Anyway, the girls are kind and informative. They both bring Nick into the conversation and talk directly to him. One of them raises her eyebrows just a touch when Nick suddenly lurches out of his seat to pour himself another half pint glass of wine from his box, but she’s seen his case notes and evidently knows the score.
They’re going to see where we’re at with his registration and get back to us next week.

3.30 Nick starts to eat his lunch. I have made him one of his favourite things, a
cheese ploughman’s on some nice crusty bread, with salad. After a few bites and a lot of coughing he stands up and says he can’t eat it because he has a wobbly tooth and it’s too uncomfortable to bite anything. Since when? Just today. What about the banana? I ask, but he says that was quite soft. Of course, being Nick, he hadn’t thought to mention it until now. I have a look and it really is wobbly. I microwave some soup but he says he can’t eat at all, which is a disaster as he needs to eat. Damn! It’s been on my to-do list for weeks to get him to a dentist. Start phoning around and manage to get him an appointment for the end of the afternoon – in the meantime hang out his washing and try to get on with all the admin I was going to do today, including work out why one of his standing orders hasn’t been paid. Meanwhile Nick has an hour’s siesta.

4.45 Call on my mobile from the Acme manager. He doesn't feel he can take this case on as they can't do what is on the care plan, i.e give Nick a shower, without either the appropriate bath fixtures or specific guidance from the OT who assessed him. (As I had worried, there has been no proper handover) Therefore he is taking steps to hand the case back to the short term intervention team. 
What does this mean? I quaver. Will anyone be coming to see him at all or what? 
He thinks that I should talk to social services (I can't as it is almost 5pm and I'm about to get Nick up to take him to the dentist) because at the moment he doesn't think it will be his team who comes back this for the evening call. Then again it might be, it just depends on how soon the council pick up the request to take back the service. We'll just have to wait and see.

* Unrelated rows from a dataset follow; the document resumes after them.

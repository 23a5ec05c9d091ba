#[cfg(feature = "ssr")]
#[derive(clap::Parser, Debug)]
#[command(name = "libdev", about = "LibDev developer reference server")]
struct Cli {
    /// Path to a TOML/YAML/JSON config file (defaults to ./libdev.toml if present).
    #[arg(long)]
    config: Option<std::path::PathBuf>,
}

#[cfg(feature = "ssr")]
#[tokio::main]
async fn main() -> anyhow::Result<()> {
    use anyhow::Context;
    use axum::Router;
    use clap::Parser;
    use leptos::prelude::*;
    use leptos_axum::{generate_route_list, LeptosRoutes};
    use libdev::api::routes::api_routes;
    use libdev::app::{shell, App};
    use libdev::catalog::loader;
    use libdev::config::{redact_uri, AppConfig, StorageBackend};
    use libdev::db::article_repository::{
        ArticleRepository, InMemoryArticleRepository, MongoArticleRepository,
    };
    use libdev::db::repository::{
        InMemoryLanguageRepository, LanguageRepository, MongoLanguageRepository,
    };
    use libdev::state::AppState;
    use std::sync::Arc;
    use tower::ServiceBuilder;
    use tower_http::cors::CorsLayer;
    use tower_http::services::ServeDir;
    use tower_http::trace::TraceLayer;

    // Initialize tracing
    tracing_subscriber::fmt()
        .with_env_filter(
            tracing_subscriber::EnvFilter::try_from_default_env()
                .unwrap_or_else(|_| "libdev=info,tower_http=info".into()),
        )
        .init();

    tracing::info!("Starting LibDev server...");

    let cli = Cli::parse();
    let config = AppConfig::load(cli.config.as_deref()).context("Failed to load configuration")?;

    // Load Leptos options from Cargo.toml metadata
    let conf = get_configuration(None).context("Failed to read Leptos configuration")?;
    let leptos_options = conf.leptos_options;
    let addr = leptos_options.site_addr;
    let site_root = leptos_options.site_root.to_string();

    let catalog = match &config.catalog_path {
        Some(path) => loader::load_from_path(path)
            .with_context(|| format!("Failed to load catalog from {}", path.display()))?,
        None => loader::load_bundled().context("Bundled catalog is invalid")?,
    };
    tracing::info!(
        documents = catalog.documents.len(),
        libraries = catalog.libraries.len(),
        commands = catalog.commands.len(),
        "Catalog loaded"
    );

    let (language_repo, article_repo): (Arc<dyn LanguageRepository>, Arc<dyn ArticleRepository>) =
        match config.storage {
            StorageBackend::Memory => {
                tracing::info!("Using in-memory storage");
                (
                    Arc::new(InMemoryLanguageRepository::new()),
                    Arc::new(InMemoryArticleRepository::new()),
                )
            }
            StorageBackend::Mongodb => {
                let mongo_client = mongodb::Client::with_uri_str(&config.mongodb_uri)
                    .await
                    .context("Failed to connect to MongoDB")?;
                let mongo_db = mongo_client.database(&config.mongodb_database);
                tracing::info!("Connected to MongoDB at {}", redact_uri(&config.mongodb_uri));
                (
                    Arc::new(
                        MongoLanguageRepository::new(&mongo_db)
                            .await
                            .context("Failed to prepare the languages collection")?,
                    ),
                    Arc::new(
                        MongoArticleRepository::new(&mongo_db)
                            .await
                            .context("Failed to prepare the articles collection")?,
                    ),
                )
            }
        };

    if config.seed_demo_data {
        libdev::demo_seeder::seed_demo_data(language_repo.as_ref(), article_repo.as_ref()).await;
    }

    // Build application state
    let app_state = AppState {
        catalog: Arc::new(catalog),
        language_repo,
        article_repo,
        leptos_options: leptos_options.clone(),
    };

    // Generate the Leptos route list for SSR
    let routes = generate_route_list(App);

    let app = Router::new()
        .merge(api_routes())
        // Leptos SSR routes; server functions read AppState from context
        .leptos_routes_with_context(
            &app_state,
            routes,
            {
                let state = app_state.clone();
                move || provide_context(state.clone())
            },
            {
                let options = leptos_options.clone();
                move || shell(options.clone())
            },
        )
        .fallback_service(ServeDir::new(&site_root))
        .layer(
            ServiceBuilder::new()
                .layer(TraceLayer::new_for_http())
                .layer(CorsLayer::permissive()),
        )
        .with_state(app_state);

    tracing::info!("Listening on http://{}", addr);
    let listener = tokio::net::TcpListener::bind(&addr)
        .await
        .with_context(|| format!("Failed to bind {}", addr))?;
    axum::serve(listener, app.into_make_service())
        .with_graceful_shutdown(shutdown_signal())
        .await
        .context("Server error")?;

    tracing::info!("Server stopped");
    Ok(())
}

#[cfg(feature = "ssr")]
async fn shutdown_signal() {
    if let Err(e) = tokio::signal::ctrl_c().await {
        tracing::error!("Failed to listen for shutdown signal: {}", e);
    }
}

// When compiled for WASM (client-side), there's no main function.
// The hydrate() function in lib.rs handles client-side initialization.
#[cfg(not(feature = "ssr"))]
fn main() {}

5.00 Off to the dentist. It turns out that Nick has not one but two wobbly teeth, his bottom front ones. His teeth are not in a great state at all and the dentist, who is extremely sympathetic and thorough in his explanations, says that it's often a problem with HD patients as it's so hard to brush their teeth properly. Sometimes they come loose through all the accidents and spasms too. But in the meantime two teeth need to come out - Nick has a local anaesthetic and bingo! they've gone before you can say, "Tom Sawyer". There's a lot of blood. The gums can't be stitched as they normally would because of the movements, but it's all packed with antiseptic gauze and luckily Nick seems to heal very quickly. His mouth is going to be sore though and he needs to stick to soft foods tonight. I buy ice cream on the way home and take him back to the flat for a rest. 

Is anyone going to come tonight and if so, who? Later on I go back and meet the Acme manager again who has returned with a female carer. He's still not sure what's happening but his colleague will see us in the morning with more information. I feed the cats and make some dinner for Nick and hang out with him for a while, checking that he feels ok, that the bleeding has stopped and that he's not drinking much. "I'm just having two glasses, with water" he says, and once again I trust him. And once again I turn out to have been an idiot to believe him.